Institute for Technology Assessment, Massachusetts General Hospital, Boston, Massachusetts; Harvard Medical School, Boston, Massachusetts.
Department of Industrial and Systems Engineering, Georgia Institute of Technology, Atlanta, Georgia.
Clin Gastroenterol Hepatol. 2018 Jan;16(1):115-122.e10. doi: 10.1016/j.cgh.2017.06.024. Epub 2017 Jun 17.
BACKGROUND & AIMS: Oral direct-acting antivirals (DAAs) for hepatitis C virus (HCV) treatment offer new hope to both pre- and post-liver transplant (LT) patients. However, whether to treat HCV patients before vs after LT is not clear because treatment can improve liver function but could reduce the chance of receiving an LT while on the waiting list. Our objective was to evaluate the cost effectiveness of pre-LT vs post-LT HCV treatment with oral DAAs in decompensated cirrhotic patients on the LT waiting list.
We used a validated mathematical model that simulated a virtual trial comparing long-term clinical and cost outcomes of pre-LT vs post-LT HCV treatment with oral DAAs. Model parameters were estimated from United Network for Organ Sharing data, SOLAR-1 and 2 trials, and published studies. For each strategy, we estimated the quality-adjusted life-year, life expectancy, cost, and the incremental cost-effectiveness ratio.

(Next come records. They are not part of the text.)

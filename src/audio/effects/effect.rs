//! Effect trait definition
//!
//! Every effect in the chain processes stereo blocks in place and exposes its
//! parameters as JSON so hosts can drive them by name.

use serde::{Deserialize, Serialize};
use serde_json::Value;

use crate::audio::AudioBuffer;
use crate::error::{Result, SolfaError};

/// Parameters common to all effects
#[derive(Debug, Clone, Serialize, Deserialize)]
pub struct EffectParams {
    /// Unique identifier for this effect instance
    pub id: String,
    /// Whether the effect is enabled
    pub enabled: bool,
}

impl Default for EffectParams {
    fn default() -> Self {
        Self {
            id: uuid::Uuid::new_v4().to_string(),
            enabled: true,
        }
    }
}

/// Base trait for all effects
pub trait Effect: Send + Sync {
    /// Process audio buffer in-place
    fn process(&mut self, buffer: &mut AudioBuffer);

    /// Called when the sample rate or block size changes
    fn prepare(&mut self, sample_rate: u32, max_block_size: usize);

    /// Clear internal state (filter history, delay lines)
    fn reset(&mut self);

    /// Effect type identifier
    fn effect_type(&self) -> &'static str;

    fn display_name(&self) -> &str;

    fn id(&self) -> &str;

    fn set_id(&mut self, id: String);

    fn is_enabled(&self) -> bool;

    fn set_enabled(&mut self, enabled: bool);

    /// Serialize effect parameters to JSON
    fn to_json(&self) -> Result<Value>;

    /// All parameters as JSON
    fn get_params(&self) -> Value;

    /// Set a single parameter by name
    fn set_param(&mut self, name: &str, value: &Value) -> Result<()>;

    /// Clone the effect into a boxed trait object
    fn box_clone(&self) -> Box<dyn Effect>;

    /// Apply every key of a JSON object through `set_param`
    fn set_params(&mut self, params: &Value) -> Result<()> {
        match params {
            Value::Null => Ok(()),
            Value::Object(map) => {
                for (name, value) in map {
                    self.set_param(name, value)?;
                }
                Ok(())
            }
            other => Err(SolfaError::InvalidParameter {
                name: self.effect_type().to_string(),
                reason: format!("expected an object of parameters, got {}", other),
            }),
        }
    }
}

impl Clone for Box<dyn Effect> {
    fn clone(&self) -> Self {
        self.box_clone()
    }
}

/// Read a numeric parameter value
pub(crate) fn param_f32(name: &str, value: &Value) -> Result<f32> {
    value
        .as_f64()
        .map(|v| v as f32)
        .filter(|v| v.is_finite())
        .ok_or_else(|| SolfaError::InvalidParameter {
            name: name.to_string(),
            reason: format!("expected a number, got {}", value),
        })
}

/// Error for a parameter name the effect does not have
pub(crate) fn unknown_param(effect_type: &str, name: &str) -> SolfaError {
    SolfaError::InvalidParameter {
        name: name.to_string(),
        reason: format!("{} has no such parameter", effect_type),
    }
}

/// Helper macro to implement common Effect trait methods
#[macro_export]
macro_rules! impl_effect_common {
    ($type:ty, $effect_type:expr, $display_name:expr) => {
        fn effect_type(&self) -> &'static str {
            $effect_type
        }

        fn display_name(&self) -> &str {
            $display_name
        }

        fn id(&self) -> &str {
            &self.params.id
        }

        fn set_id(&mut self, id: String) {
            self.params.id = id;
        }

        fn is_enabled(&self) -> bool {
            self.params.enabled
        }

        fn set_enabled(&mut self, enabled: bool) {
            self.params.enabled = enabled;
        }

        fn to_json(&self) -> $crate::error::Result<serde_json::Value> {
            Ok(serde_json::json!({
                "effect_type": $effect_type,
                "params": self.get_params(),
            }))
        }

        fn box_clone(&self) -> Box<dyn Effect> {
            Box::new(self.clone())
        }
    };
}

For lower MELD scores, quality-adjusted life-years were higher with pre-LT HCV treatment compared with post-LT treatment. Pre-LT HCV treatment was cost saving in patients with MELD scores of 15 or less, and cost effective in patients with MELD scores of 16 to 21. In contrast, post-LT HCV treatment was cost effective in patients with MELD scores of 22 to 29 and cost saving if MELD scores were 30 or higher. Results varied by drug prices and by United Network for Organ Sharing regions.

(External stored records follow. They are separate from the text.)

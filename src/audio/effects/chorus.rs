//! Chorus
//!
//! A short delay line whose read position is swept by a sine LFO. The right
//! channel's LFO runs a quarter cycle ahead of the left.

use serde_json::{json, Value};

use super::effect::{param_f32, unknown_param, Effect, EffectParams};
use crate::audio::oscillator::Waveform;
use crate::audio::AudioBuffer;
use crate::error::Result;
use crate::impl_effect_common;

/// Longest base delay plus depth the line has room for
const MAX_SWEEP_MS: f32 = 50.0;

/// Modulated-delay chorus
#[derive(Debug, Clone)]
pub struct Chorus {
    params: EffectParams,
    /// LFO rate in Hz
    rate_hz: f32,
    /// Sweep depth in milliseconds
    depth_ms: f32,
    /// Centre delay in milliseconds
    delay_ms: f32,
    mix: f32,
    lines: [Vec<f32>; 2],
    write_pos: usize,
    lfo_phase: f32,
    sample_rate: f32,
}

impl Chorus {
    pub fn new() -> Self {
        let mut chorus = Self {
            params: EffectParams::default(),
            rate_hz: 1.5,
            depth_ms: 3.0,
            delay_ms: 20.0,
            mix: 0.5,
            lines: [Vec::new(), Vec::new()],
            write_pos: 0,
            lfo_phase: 0.0,
            sample_rate: 48000.0,
        };
        chorus.resize_lines();
        chorus
    }

    pub fn set_rate_hz(&mut self, rate: f32) {
        self.rate_hz = rate.clamp(0.05, 10.0);
    }

    pub fn set_depth_ms(&mut self, depth: f32) {
        self.depth_ms = depth.clamp(0.0, 10.0);
    }

    pub fn set_delay_ms(&mut self, delay: f32) {
        self.delay_ms = delay.clamp(1.0, MAX_SWEEP_MS - 10.0);
    }

    pub fn set_mix(&mut self, mix: f32) {
        self.mix = mix.clamp(0.0, 1.0);
    }

    fn resize_lines(&mut self) {
        let size = (MAX_SWEEP_MS / 1000.0 * self.sample_rate) as usize + 2;
        for line in &mut self.lines {
            line.clear();
            line.resize(size, 0.0);
        }
        self.write_pos = 0;
    }

    /// Linearly interpolated read `delay` samples behind the write head
    fn read(line: &[f32], write_pos: usize, delay: f32) -> f32 {
        let size = line.len();
        let delay = delay.clamp(1.0, (size - 2) as f32);
        let whole = delay.floor() as usize;
        let frac = delay - whole as f32;
        let a = line[(write_pos + size - whole) % size];
        let b = line[(write_pos + size - whole - 1) % size];
        a + (b - a) * frac
    }
}

impl Default for Chorus {
    fn default() -> Self {
        Self::new()
    }
}

impl Effect for Chorus {
    impl_effect_common!(Chorus, "chorus", "Chorus");

    fn process(&mut self, buffer: &mut AudioBuffer) {
        if !self.params.enabled || buffer.is_empty() {
            return;
        }
        let size = self.lines[0].len();
        let samples_per_ms = self.sample_rate / 1000.0;
        let phase_step = self.rate_hz / self.sample_rate;
        let (dry, wet) = (1.0 - self.mix * 0.5, self.mix * 0.5);

        for i in 0..buffer.len() {
            for ch in 0..buffer.num_channels().min(2) {
                let phase = (self.lfo_phase + 0.25 * ch as f32).fract();
                let sweep = Waveform::Sine.sample(phase) * self.depth_ms;
                let delay = (self.delay_ms + sweep) * samples_per_ms;

                let input = buffer.samples[ch][i];
                self.lines[ch][self.write_pos] = input;
                let delayed = Self::read(&self.lines[ch], self.write_pos, delay);
                buffer.samples[ch][i] = input * dry + delayed * wet;
            }
            self.write_pos = (self.write_pos + 1) % size;
            self.lfo_phase = (self.lfo_phase + phase_step).fract();
        }
    }

    fn prepare(&mut self, sample_rate: u32, _max_block_size: usize) {
        self.sample_rate = sample_rate as f32;
        self.resize_lines();
    }

    fn reset(&mut self) {
        for line in &mut self.lines {
            line.fill(0.0);
        }
        self.write_pos = 0;
        self.lfo_phase = 0.0;
    }

    fn get_params(&self) -> Value {
        json!({
            "id": self.params.id,
            "enabled": self.params.enabled,
            "rate_hz": self.rate_hz,
            "depth_ms": self.depth_ms,
            "delay_ms": self.delay_ms,
            "mix": self.mix,
        })
    }

    fn set_param(&mut self, name: &str, value: &Value) -> Result<()> {
        match name {
            "rate_hz" => self.set_rate_hz(param_f32(name, value)?),
            "depth_ms" => self.set_depth_ms(param_f32(name, value)?),
            "delay_ms" => self.set_delay_ms(param_f32(name, value)?),
            "mix" => self.set_mix(param_f32(name, value)?),
            "enabled" => self.params.enabled = value.as_bool().unwrap_or(true),
            _ => return Err(unknown_param(self.effect_type(), name)),
        }
        Ok(())
    }
}

#[cfg(test)]
mod tests {
    use super::*;
    use crate::audio::ChannelLayout;

    #[test]
    fn test_dry_signal_passes_first() {
        let mut chorus = Chorus::new();
        chorus.prepare(48000, 256);
        let mut buffer = AudioBuffer::new(256, ChannelLayout::Stereo, 48000);
        buffer.samples[0][0] = 1.0;
        chorus.process(&mut buffer);
        assert!((buffer.samples[0][0] - 0.75).abs() < 1e-6);
        assert!(buffer.is_finite());
    }

    #[test]
    fn test_wet_copy_appears_near_base_delay() {
        let mut chorus = Chorus::new();
        chorus.set_depth_ms(0.0);
        chorus.prepare(48000, 2048);
        let mut buffer = AudioBuffer::new(2048, ChannelLayout::Stereo, 48000);
        buffer.samples[0][0] = 1.0;
        chorus.process(&mut buffer);
        // 20 ms at 48 kHz
        assert!((buffer.samples[0][960] - 0.25).abs() < 1e-3);
    }

    #[test]
    fn test_disabled_is_bypass() {
        let mut chorus = Chorus::new();
        chorus.set_enabled(false);
        let mut buffer = AudioBuffer::new(64, ChannelLayout::Stereo, 48000);
        buffer.samples[1][3] = 0.5;
        let before = buffer.clone();
        chorus.process(&mut buffer);
        assert_eq!(buffer, before);
    }
}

For cirrhotic patients awaiting LT, pre-LT HCV treatment with DAAs is cost effective/saving in patients with MELD scores of 21 or lower, whereas post-LT HCV treatment is cost effective/saving in patients with MELD scores of 22 or higher.
口服直接作用抗病毒药物(DAA)治疗丙型肝炎病毒(HCV)为肝移植(LT)前和 LT 后患者带来了新的希望。然而,尚不清楚 LT 前治疗与 LT 后治疗 HCV 的效果,因为治疗可以改善肝功能,但可能会降低等待名单上接受 LT 的机会。我们的目的是评估在 LT 等待名单上失代偿性肝硬化患者中,LT 前与 LT 后 HCV 治疗的口服 DAA 的成本效益。

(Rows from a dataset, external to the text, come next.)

//! Feedback delay
//!
//! Stereo delay line with a damped feedback path. `mix` crossfades between
//! the dry input and the delayed signal.

use std::f32::consts::PI;

use serde_json::{json, Value};

use super::effect::{param_f32, unknown_param, Effect, EffectParams};
use crate::audio::AudioBuffer;
use crate::error::Result;
use crate::impl_effect_common;

const MAX_DELAY_MS: f32 = 2000.0;

/// Stereo feedback delay
#[derive(Debug, Clone)]
pub struct Delay {
    params: EffectParams,
    /// Delay time in milliseconds (1-2000)
    time_ms: f32,
    /// Feedback amount (0-0.95)
    feedback: f32,
    /// Wet proportion (0-1)
    mix: f32,
    /// Low-pass frequency on the feedback path
    damping_hz: f32,
    lines: [Vec<f32>; 2],
    write_pos: usize,
    sample_rate: f32,
    filter_state: [f32; 2],
}

impl Delay {
    pub fn new(time_ms: f32) -> Self {
        let mut delay = Self {
            params: EffectParams::default(),
            time_ms: time_ms.clamp(1.0, MAX_DELAY_MS),
            feedback: 0.3,
            mix: 0.3,
            damping_hz: 6000.0,
            lines: [Vec::new(), Vec::new()],
            write_pos: 0,
            sample_rate: 48000.0,
            filter_state: [0.0; 2],
        };
        delay.resize_lines();
        delay
    }

    pub fn time_ms(&self) -> f32 {
        self.time_ms
    }

    pub fn set_time_ms(&mut self, ms: f32) {
        self.time_ms = ms.clamp(1.0, MAX_DELAY_MS);
    }

    pub fn feedback(&self) -> f32 {
        self.feedback
    }

    /// Clamped below 1 so the loop always decays
    pub fn set_feedback(&mut self, feedback: f32) {
        self.feedback = feedback.clamp(0.0, 0.95);
    }

    pub fn mix(&self) -> f32 {
        self.mix
    }

    pub fn set_mix(&mut self, mix: f32) {
        self.mix = mix.clamp(0.0, 1.0);
    }

    pub fn set_damping_hz(&mut self, hz: f32) {
        self.damping_hz = hz.clamp(200.0, 20000.0);
    }

    fn resize_lines(&mut self) {
        let size = (MAX_DELAY_MS / 1000.0 * self.sample_rate) as usize + 1;
        for line in &mut self.lines {
            line.clear();
            line.resize(size, 0.0);
        }
        self.write_pos = 0;
    }

    fn delay_samples(&self) -> usize {
        ((self.time_ms / 1000.0 * self.sample_rate) as usize).clamp(1, self.lines[0].len() - 1)
    }

    fn filter_coeff(&self) -> f32 {
        let rc = 1.0 / (2.0 * PI * self.damping_hz);
        let dt = 1.0 / self.sample_rate;
        dt / (rc + dt)
    }
}

impl Default for Delay {
    fn default() -> Self {
        Self::new(250.0)
    }
}

impl Effect for Delay {
    impl_effect_common!(Delay, "delay", "Delay");

    fn process(&mut self, buffer: &mut AudioBuffer) {
        if !self.params.enabled || buffer.is_empty() {
            return;
        }
        let size = self.lines[0].len();
        let delay_samples = self.delay_samples();
        let coeff = self.filter_coeff();
        let (dry, wet) = (1.0 - self.mix, self.mix);

        for i in 0..buffer.len() {
            let read_pos = (self.write_pos + size - delay_samples) % size;
            for ch in 0..buffer.num_channels().min(2) {
                let input = buffer.samples[ch][i];
                let delayed = self.lines[ch][read_pos];

                let state = &mut self.filter_state[ch];
                *state += coeff * (delayed * self.feedback - *state);
                self.lines[ch][self.write_pos] = input + *state;

                buffer.samples[ch][i] = input * dry + delayed * wet;
            }
            self.write_pos = (self.write_pos + 1) % size;
        }
    }

    fn prepare(&mut self, sample_rate: u32, _max_block_size: usize) {
        self.sample_rate = sample_rate as f32;
        self.resize_lines();
    }

    fn reset(&mut self) {
        for line in &mut self.lines {
            line.fill(0.0);
        }
        self.write_pos = 0;
        self.filter_state = [0.0; 2];
    }

    fn get_params(&self) -> Value {
        json!({
            "id": self.params.id,
            "enabled": self.params.enabled,
            "time_ms": self.time_ms,
            "feedback": self.feedback,
            "mix": self.mix,
            "damping_hz": self.damping_hz,
        })
    }

    fn set_param(&mut self, name: &str, value: &Value) -> Result<()> {
        match name {
            "time_ms" => self.set_time_ms(param_f32(name, value)?),
            "feedback" => self.set_feedback(param_f32(name, value)?),
            "mix" => self.set_mix(param_f32(name, value)?),
            "damping_hz" => self.set_damping_hz(param_f32(name, value)?),
            "enabled" => self.params.enabled = value.as_bool().unwrap_or(true),
            _ => return Err(unknown_param(self.effect_type(), name)),
        }
        Ok(())
    }
}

我们使用了一个经过验证的数学模型,模拟了一项比较 LT 前与 LT 后 HCV 治疗口服 DAA 的长期临床和成本结局的虚拟试验。模型参数是根据美国器官共享网络数据、SOLAR-1 和 2 试验以及已发表的研究进行估计的。对于每种策略,我们估计了质量调整生命年、预期寿命、成本和增量成本效益比。
对于较低的 MELD 评分,LT 前 HCV 治疗的质量调整生命年高于 LT 后治疗。在 MELD 评分在 15 或以下的患者中,LT 前 HCV 治疗具有成本效益,在 MELD 评分在 16 至 21 的患者中也具有成本效益。相比之下,在 MELD 评分在 22 至 29 的患者中,LT 后 HCV 治疗具有成本效益,在 MELD 评分在 30 或以上的患者中则具有成本效益且节约成本。结果因药物价格和美国器官共享网络区域而异。
对于等待 LT 的肝硬化患者,在 MELD 评分在 21 或以下的患者中,LT 前 HCV 治疗与 DAA 具有成本效益/节约,而在 MELD 评分在 22 或以上的患者中,LT 后 HCV 治疗具有成本效益/节约。